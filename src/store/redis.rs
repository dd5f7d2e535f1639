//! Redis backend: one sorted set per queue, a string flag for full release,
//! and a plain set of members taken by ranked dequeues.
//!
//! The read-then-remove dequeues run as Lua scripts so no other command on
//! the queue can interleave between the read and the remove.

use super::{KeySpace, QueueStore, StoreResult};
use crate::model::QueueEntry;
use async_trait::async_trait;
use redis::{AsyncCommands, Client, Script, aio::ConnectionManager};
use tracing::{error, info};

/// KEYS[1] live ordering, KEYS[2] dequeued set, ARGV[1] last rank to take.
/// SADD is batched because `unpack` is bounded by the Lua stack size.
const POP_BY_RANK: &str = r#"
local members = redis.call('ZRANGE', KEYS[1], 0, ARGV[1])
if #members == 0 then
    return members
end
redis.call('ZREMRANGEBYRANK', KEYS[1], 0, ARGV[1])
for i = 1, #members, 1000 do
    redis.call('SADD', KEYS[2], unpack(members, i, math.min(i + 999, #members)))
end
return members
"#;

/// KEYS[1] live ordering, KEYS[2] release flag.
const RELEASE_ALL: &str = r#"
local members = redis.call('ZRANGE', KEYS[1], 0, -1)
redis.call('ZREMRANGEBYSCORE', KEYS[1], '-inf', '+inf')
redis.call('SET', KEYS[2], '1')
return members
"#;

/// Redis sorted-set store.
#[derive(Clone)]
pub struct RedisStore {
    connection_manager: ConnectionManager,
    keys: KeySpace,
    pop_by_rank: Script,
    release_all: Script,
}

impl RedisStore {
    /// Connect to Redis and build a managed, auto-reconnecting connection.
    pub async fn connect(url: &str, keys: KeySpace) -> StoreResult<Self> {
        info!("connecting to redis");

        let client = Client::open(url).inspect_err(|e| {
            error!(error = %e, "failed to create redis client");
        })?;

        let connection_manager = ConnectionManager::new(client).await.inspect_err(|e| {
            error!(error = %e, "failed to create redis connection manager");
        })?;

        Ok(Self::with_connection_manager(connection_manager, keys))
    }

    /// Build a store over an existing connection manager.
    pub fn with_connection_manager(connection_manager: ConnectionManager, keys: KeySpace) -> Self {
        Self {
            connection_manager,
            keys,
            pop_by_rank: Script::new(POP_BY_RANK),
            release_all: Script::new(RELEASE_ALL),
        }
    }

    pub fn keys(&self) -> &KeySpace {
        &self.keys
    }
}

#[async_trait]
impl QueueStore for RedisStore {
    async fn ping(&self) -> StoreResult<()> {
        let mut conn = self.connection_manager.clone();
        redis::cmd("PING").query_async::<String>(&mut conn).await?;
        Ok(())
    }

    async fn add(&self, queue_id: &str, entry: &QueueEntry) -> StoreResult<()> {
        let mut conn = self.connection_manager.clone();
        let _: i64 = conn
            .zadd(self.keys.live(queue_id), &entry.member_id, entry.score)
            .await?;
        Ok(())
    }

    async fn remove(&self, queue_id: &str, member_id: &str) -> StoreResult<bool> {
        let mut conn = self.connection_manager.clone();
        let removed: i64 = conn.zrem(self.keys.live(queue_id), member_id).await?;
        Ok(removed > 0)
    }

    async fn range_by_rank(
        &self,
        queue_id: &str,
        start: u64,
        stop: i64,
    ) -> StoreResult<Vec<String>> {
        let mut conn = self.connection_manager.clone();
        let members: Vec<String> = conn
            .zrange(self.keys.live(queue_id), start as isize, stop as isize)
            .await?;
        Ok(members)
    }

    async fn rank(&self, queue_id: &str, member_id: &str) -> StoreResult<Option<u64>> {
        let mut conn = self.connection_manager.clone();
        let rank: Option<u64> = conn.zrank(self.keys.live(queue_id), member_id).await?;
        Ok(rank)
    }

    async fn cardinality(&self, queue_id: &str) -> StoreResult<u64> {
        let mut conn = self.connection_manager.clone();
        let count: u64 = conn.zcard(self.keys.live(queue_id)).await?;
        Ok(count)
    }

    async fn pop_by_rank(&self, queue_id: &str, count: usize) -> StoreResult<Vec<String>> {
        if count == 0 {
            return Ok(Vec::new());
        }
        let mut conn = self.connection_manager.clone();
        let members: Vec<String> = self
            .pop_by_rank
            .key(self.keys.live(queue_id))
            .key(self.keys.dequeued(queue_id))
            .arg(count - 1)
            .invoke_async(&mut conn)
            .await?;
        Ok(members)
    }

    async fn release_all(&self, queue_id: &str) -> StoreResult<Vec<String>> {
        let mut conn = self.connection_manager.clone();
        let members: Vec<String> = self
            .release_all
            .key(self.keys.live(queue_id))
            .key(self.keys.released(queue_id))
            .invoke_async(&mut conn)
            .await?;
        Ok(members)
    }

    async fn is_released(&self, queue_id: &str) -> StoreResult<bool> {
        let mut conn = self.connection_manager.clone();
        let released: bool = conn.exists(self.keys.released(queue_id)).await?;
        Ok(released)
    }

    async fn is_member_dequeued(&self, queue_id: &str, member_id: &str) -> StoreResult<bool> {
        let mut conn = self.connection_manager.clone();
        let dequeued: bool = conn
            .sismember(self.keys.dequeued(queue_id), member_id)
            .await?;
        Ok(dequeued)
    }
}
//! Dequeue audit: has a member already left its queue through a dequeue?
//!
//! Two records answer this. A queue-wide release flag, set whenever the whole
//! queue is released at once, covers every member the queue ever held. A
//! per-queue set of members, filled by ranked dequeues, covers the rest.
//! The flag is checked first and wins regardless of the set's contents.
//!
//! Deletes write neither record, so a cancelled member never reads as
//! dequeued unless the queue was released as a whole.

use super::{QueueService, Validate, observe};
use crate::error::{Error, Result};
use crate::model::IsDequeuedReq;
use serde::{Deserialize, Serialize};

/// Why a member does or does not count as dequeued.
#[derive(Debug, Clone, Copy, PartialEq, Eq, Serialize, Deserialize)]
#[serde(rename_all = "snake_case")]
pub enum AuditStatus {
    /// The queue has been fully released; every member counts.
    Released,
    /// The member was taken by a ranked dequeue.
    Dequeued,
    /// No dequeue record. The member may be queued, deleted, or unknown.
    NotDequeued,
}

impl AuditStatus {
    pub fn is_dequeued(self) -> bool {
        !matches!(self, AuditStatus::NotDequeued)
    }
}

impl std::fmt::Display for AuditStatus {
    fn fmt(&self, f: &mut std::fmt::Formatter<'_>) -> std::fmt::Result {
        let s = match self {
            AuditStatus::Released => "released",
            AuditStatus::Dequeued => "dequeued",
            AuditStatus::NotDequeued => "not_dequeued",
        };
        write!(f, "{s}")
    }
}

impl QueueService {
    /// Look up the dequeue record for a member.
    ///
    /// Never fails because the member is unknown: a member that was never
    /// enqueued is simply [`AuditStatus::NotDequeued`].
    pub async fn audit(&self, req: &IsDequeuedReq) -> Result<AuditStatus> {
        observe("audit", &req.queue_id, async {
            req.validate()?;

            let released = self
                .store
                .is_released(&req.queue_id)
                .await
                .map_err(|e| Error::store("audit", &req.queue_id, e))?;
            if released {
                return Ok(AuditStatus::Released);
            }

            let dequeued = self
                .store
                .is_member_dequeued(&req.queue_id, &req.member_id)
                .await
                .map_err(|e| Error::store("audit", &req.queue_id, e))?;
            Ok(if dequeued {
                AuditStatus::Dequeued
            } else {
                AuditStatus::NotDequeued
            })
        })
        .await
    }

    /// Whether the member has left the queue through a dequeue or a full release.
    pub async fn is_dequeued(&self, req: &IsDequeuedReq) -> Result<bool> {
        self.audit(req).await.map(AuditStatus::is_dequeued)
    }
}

-- -- --

### Exercise brief
Select and copy every line of the listing with the word "taken".

### Answer section
//! and a plain set of members taken by ranked dequeues.
    /// The member was taken by a ranked dequeue.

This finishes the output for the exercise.